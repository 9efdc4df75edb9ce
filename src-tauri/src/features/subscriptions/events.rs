use super::models::{to_views, Subscription};
use super::store::StoreObserver;
use crate::shared::clock::LocalZone;
use log::warn;
use tauri::{AppHandle, Emitter, Runtime};

/// 一覧が差し替えられたときのイベント（ペイロード: 表示モデルの配列）
pub const SUBSCRIPTIONS_UPDATED_EVENT: &str = "subscriptions-updated";

/// ステータスメッセージが変わったときのイベント（ペイロード: 文字列）
pub const STATUS_CHANGED_EVENT: &str = "status-changed";

/// 一覧・ステータスの変更を画面にイベントで通知する
pub struct TauriStoreObserver<R: Runtime> {
    app: AppHandle<R>,
    zone: LocalZone,
}

impl<R: Runtime> TauriStoreObserver<R> {
    pub fn new(app: AppHandle<R>, zone: LocalZone) -> Self {
        Self { app, zone }
    }
}

impl<R: Runtime> StoreObserver for TauriStoreObserver<R> {
    fn records_changed(&self, records: &[Subscription]) {
        let views = to_views(records, &self.zone);
        if let Err(e) = self.app.emit(SUBSCRIPTIONS_UPDATED_EVENT, views) {
            warn!("一覧更新イベントの送信に失敗しました: {e}");
        }
    }

    fn status_changed(&self, message: &str) {
        if let Err(e) = self.app.emit(STATUS_CHANGED_EVENT, message) {
            warn!("ステータスイベントの送信に失敗しました: {e}");
        }
    }
}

> What you need to do
Your output should be an exact transcription of the line that holds "use super::store::StoreObserver;" and each line after it through the end of the listing above.

> Written solution
use super::store::StoreObserver;
use crate::shared::clock::LocalZone;
use log::warn;
use tauri::{AppHandle, Emitter, Runtime};

/// 一覧が差し替えられたときのイベント（ペイロード: 表示モデルの配列）
pub const SUBSCRIPTIONS_UPDATED_EVENT: &str = "subscriptions-updated";

/// ステータスメッセージが変わったときのイベント（ペイロード: 文字列）
pub const STATUS_CHANGED_EVENT: &str = "status-changed";

/// 一覧・ステータスの変更を画面にイベントで通知する
pub struct TauriStoreObserver<R: Runtime> {
    app: AppHandle<R>,
    zone: LocalZone,
}

impl<R: Runtime> TauriStoreObserver<R> {
    pub fn new(app: AppHandle<R>, zone: LocalZone) -> Self {
        Self { app, zone }
    }
}

impl<R: Runtime> StoreObserver for TauriStoreObserver<R> {
    fn records_changed(&self, records: &[Subscription]) {
        let views = to_views(records, &self.zone);
        if let Err(e) = self.app.emit(SUBSCRIPTIONS_UPDATED_EVENT, views) {
            warn!("一覧更新イベントの送信に失敗しました: {e}");
        }
    }

    fn status_changed(&self, message: &str) {
        if let Err(e) = self.app.emit(STATUS_CHANGED_EVENT, message) {
            warn!("ステータスイベントの送信に失敗しました: {e}");
        }
    }
}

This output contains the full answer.